British "justice" - is there life in the old dog yet?

There have been numerous cases on this forum concerning individuals who have had goods seized in an arbitrary fashion and misled and sometimes downright lied to about their rights of appeal (or discouraged from doing so by the threat of exorbitant costs).The proverbial "man in the street" would surely see that there is something unjust about a process  which not only allows the authorities to swindle someone out of their  property, but also to charge them duty and penalties for the privilege.

Despite this, a succession of docile tribunal judges have endorsed the HMRC/UKBF regime  hook, line and sinker. They have taken the view that the unfortunate importer was, in effect,  a "smuggler" and have summarily struck out appeals made by unrepresented appellants against assessments and penalties. e.g.  

Law v Revenue & Customs [2015] UKFTT 1 (TC)
Daron Massey v Revenue & Customs [2014] UKFTT 1043 (TC)

All credit then, to tribunal judge John L. Walters QC for having the courage to swim against this noxious tide and refusing to strike out this  appeal.

Staniszewski v Revenue & Customs[2015] UKFTT 349 (TC)
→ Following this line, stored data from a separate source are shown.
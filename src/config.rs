// src/config.rs
use anyhow::{anyhow, bail, Context, Result};
use std::env;

use crate::ingest::select::SelectionPolicy;

const DEFAULT_FEED_URL: &str = "https://rss.arxiv.org/rss/cs.CL";
const DEFAULT_DAYS_BACK: i64 = 1;
const DEFAULT_INTERVAL_SECS: u64 = 86_400;

/// All runtime configuration, resolved once at startup.
///
/// Every stage receives what it needs from here instead of reading the
/// environment ad hoc, so a missing token fails the boot rather than the
/// first webhook call hours later.
#[derive(Debug, Clone)]
pub struct BotConfig {
    pub feed_url: String,
    pub slack_bot_token: String,
    pub slack_channel: String,
    /// Required only when `translate_to` is set.
    pub openai_api_key: Option<String>,
    /// Target language for abstract translation; `None` disables the stage.
    pub translate_to: Option<String>,
    pub policy: SelectionPolicy,
    pub interval_secs: u64,
}

impl BotConfig {
    /// Read configuration from the environment, failing fast on anything
    /// required. `.env` loading is the entrypoint's job.
    pub fn from_env() -> Result<Self> {
        let slack_bot_token = require("SLACK_BOT_ACCESS_TOKEN")?;
        let slack_channel = require("SLACK_BOT_ACCESS_CHANNEL")?;

        let feed_url =
            env::var("ARXIV_FEED_URL").unwrap_or_else(|_| DEFAULT_FEED_URL.to_string());

        let openai_api_key = non_empty(env::var("OPENAI_API_KEY").ok());
        let translate_to = non_empty(env::var("DIGEST_TRANSLATE_TO").ok());
        if translate_to.is_some() && openai_api_key.is_none() {
            bail!("DIGEST_TRANSLATE_TO is set but OPENAI_API_KEY is missing");
        }

        let policy = policy_from_env()?;

        let interval_secs = match env::var("DIGEST_INTERVAL_SECS") {
            Ok(s) => s
                .trim()
                .parse::<u64>()
                .with_context(|| format!("invalid DIGEST_INTERVAL_SECS: {s:?}"))?,
            Err(_) => DEFAULT_INTERVAL_SECS,
        };
        if interval_secs == 0 {
            bail!("DIGEST_INTERVAL_SECS must be greater than zero");
        }

        Ok(Self {
            feed_url,
            slack_bot_token,
            slack_channel,
            openai_api_key,
            translate_to,
            policy,
            interval_secs,
        })
    }
}

fn require(key: &str) -> Result<String> {
    match non_empty(env::var(key).ok()) {
        Some(v) => Ok(v),
        None => Err(anyhow!("missing required env var {key}")),
    }
}

fn non_empty(v: Option<String>) -> Option<String> {
    v.map(|s| s.trim().to_string()).filter(|s| !s.is_empty())
}

/// DIGEST_POLICY selects the predicate variant:
///   "announce-type"  (default) keeps announce type "new"/"cross"
///   "category"        keeps entries tagged DIGEST_CATEGORY
///   "category-on-day" adds a published-day match, DIGEST_DAYS_BACK days ago
fn policy_from_env() -> Result<SelectionPolicy> {
    let kind = env::var("DIGEST_POLICY").unwrap_or_else(|_| "announce-type".to_string());
    match kind.trim() {
        "announce-type" => Ok(SelectionPolicy::AnnounceType),
        "category" => Ok(SelectionPolicy::Category {
            category: require("DIGEST_CATEGORY")?,
        }),
        "category-on-day" => {
            let days_back = match env::var("DIGEST_DAYS_BACK") {
                Ok(s) => s
                    .trim()
                    .parse::<i64>()
                    .with_context(|| format!("invalid DIGEST_DAYS_BACK: {s:?}"))?,
                Err(_) => DEFAULT_DAYS_BACK,
            };
            Ok(SelectionPolicy::CategoryOnDay {
                category: require("DIGEST_CATEGORY")?,
                days_back,
            })
        }
        other => Err(anyhow!("unsupported DIGEST_POLICY: {other:?}")),
    }
}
Judge Walters cites 2 reasons for his decision which also concern matters that have previously been discussed on this forum.
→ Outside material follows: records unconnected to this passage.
// src/notify/mod.rs
//! Attachment formatting and digest delivery.

pub mod slack;

use anyhow::Result;
use async_trait::async_trait;
use once_cell::sync::OnceCell;
use serde::Serialize;

use crate::ingest::select::NormalizedEntry;

/// Attachment color used for every digest entry.
pub const ATTACHMENT_COLOR: &str = "#00FF00";
const SUMMARY_CHAR_BUDGET: usize = 500;

/// Slack-attachment-shaped record, built 1:1 from a kept entry and consumed
/// once by the notifier.
#[derive(Debug, Clone, Serialize, PartialEq, Eq)]
pub struct ChatAttachment {
    pub color: String,
    pub title: String,
    pub text: String,
    #[serde(skip_serializing_if = "Option::is_none")]
    pub author_name: Option<String>,
    #[serde(skip_serializing_if = "Option::is_none")]
    pub title_link: Option<String>,
}

#[async_trait]
pub trait DigestNotifier: Send + Sync {
    async fn send(&self, attachments: &[ChatAttachment], count: usize) -> Result<()>;
}

/// Pure formatter from a normalized entry (plus optional translated summary)
/// to one attachment.
pub fn render_attachment(entry: &NormalizedEntry, translated: Option<&str>) -> ChatAttachment {
    // A supplied translation replaces the summary verbatim; the raw summary
    // is cleaned and cut to a fixed budget. The ellipsis marker is appended
    // unconditionally, matching the bot's historical output.
    let summary = match translated {
        Some(t) => t.to_string(),
        None => {
            let mut s = truncate_chars(&clean_summary(&entry.summary), SUMMARY_CHAR_BUDGET);
            s.push_str(" ...");
            s
        }
    };

    let text = format!(
        "*Published:* {}\n*Authors:* {}\n*Categories:* {}\n*Page:* {}\n*PDF:* {}\n{}",
        entry.published,
        entry.authors.join(", "),
        entry.categories.join(", "),
        entry.page_url,
        entry.pdf_url,
        summary
    );

    ChatAttachment {
        color: ATTACHMENT_COLOR.to_string(),
        title: entry.title.clone(),
        text,
        author_name: Some("arXiv-bot".to_string()),
        title_link: Some(entry.page_url.clone()),
    }
}

/// Decode HTML entities, collapse whitespace runs to single spaces, trim.
pub fn clean_summary(s: &str) -> String {
    let decoded = html_escape::decode_html_entities(s).to_string();

    static RE_WS: OnceCell<regex::Regex> = OnceCell::new();
    let re_ws = RE_WS.get_or_init(|| regex::Regex::new(r"\s+").unwrap());
    re_ws.replace_all(&decoded, " ").trim().to_string()
}

fn truncate_chars(s: &str, max: usize) -> String {
    s.chars().take(max).collect()
}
1. The "Consumption point" which was discussed here

2. The "Proportionality point" which was discussed here.

The judge has also made similar decisions in Fleming v HMRC and Murray v HMRC

It is probably premature to say that this marks the beginning of the end for the pernicious duty assessments, but hopefully it may be the end of the beginning ...
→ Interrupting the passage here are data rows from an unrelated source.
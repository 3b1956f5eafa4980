// src/api.rs
use shuttle_axum::axum::{routing::get, Router};
use tower_http::cors::CorsLayer;

/// Inbound surface. The scheduled path does the real work; these handlers
/// exist so a caller poking the service gets instructions instead of a
/// surprise pipeline run.
pub fn create_router() -> Router {
    Router::new()
        .route("/", get(instructions))
        .route("/health", get(|| async { "ok" }))
        .layer(CorsLayer::very_permissive())
}

async fn instructions() -> &'static str {
    "arxiv-digest-bot: the digest runs on a timer (DIGEST_INTERVAL_SECS), \
     not per request. Watch the service logs under target `digest` for run \
     reports, or lower the interval locally to trigger a run sooner."
}

#[cfg(test)]
mod tests {
    use super::*;
    use http::{Request, StatusCode};
    use shuttle_axum::axum::body::Body;
    use tower::ServiceExt;

    #[tokio::test]
    async fn root_returns_instructions_without_running_the_pipeline() {
        let app = create_router();
        let resp = app
            .oneshot(Request::builder().uri("/").body(Body::empty()).unwrap())
            .await
            .unwrap();
        assert_eq!(resp.status(), StatusCode::OK);
        let bytes = shuttle_axum::axum::body::to_bytes(resp.into_body(), usize::MAX)
            .await
            .unwrap();
        let body = String::from_utf8(bytes.to_vec()).unwrap();
        assert!(body.contains("timer"));
    }

    #[tokio::test]
    async fn health_is_ok() {
        let app = create_router();
        let resp = app
            .oneshot(
                Request::builder()
                    .uri("/health")
                    .body(Body::empty())
                    .unwrap(),
            )
            .await
            .unwrap();
        assert_eq!(resp.status(), StatusCode::OK);
    }
}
The essence of the above case is:-=10pt25.           Shortly stated, the Consumption point was that the assessment in Williams was bad because it was not compliant with the spirit of the Excise Directive (Directive 2008/118/EC).  This was said to be because the Directive makes it clear that excise duty is a duty on consumption and should not be charged where goods have been destroyed or irrevocably lost. The suggested importance of consumption being the justification for excise duty to be levied was said not to have been reflected in the Excise Duty (Holding, Movement and Duty Point) Regulations 2010 under which the assessment in Williams, as in this case, was raised. It was submitted in Williams that HMRC cannot properly act contrary to the aims of the Directive by assessing for excise duty on goods which they have seized and condemned, or, alternatively, even if duty is chargeable, it ought to be remitted back in the circumstances, and so it was not reasonable to raise an assessment to excise duty in the first place.=10pt26.           The Proportionality point was that the assessment to excise duty was bad in that to raise it in addition to seizing the goods was a disproportionate response and a duplicated remedy for a perceived wrong (viz: the evasion of duty).

 

 

 

14-8-2015 5:42 pm  #2


Re: British "justice" - is there life in the old dog yet?

turbulentupstart wrote:

It is probably premature to say that this marks the beginning of the end for the pernicious duty assessments, but hopefully it may be the end of the beginning ...

Let's hope so TU and let's hope it doesn't go the way of 'Eastenders' where the case went all the way to Supreme Court and they then re-wrote the rule book!

I would say that 99.9% of people who forfeit their goods don't know they might get duty demand until they either get the demand or read about it on here.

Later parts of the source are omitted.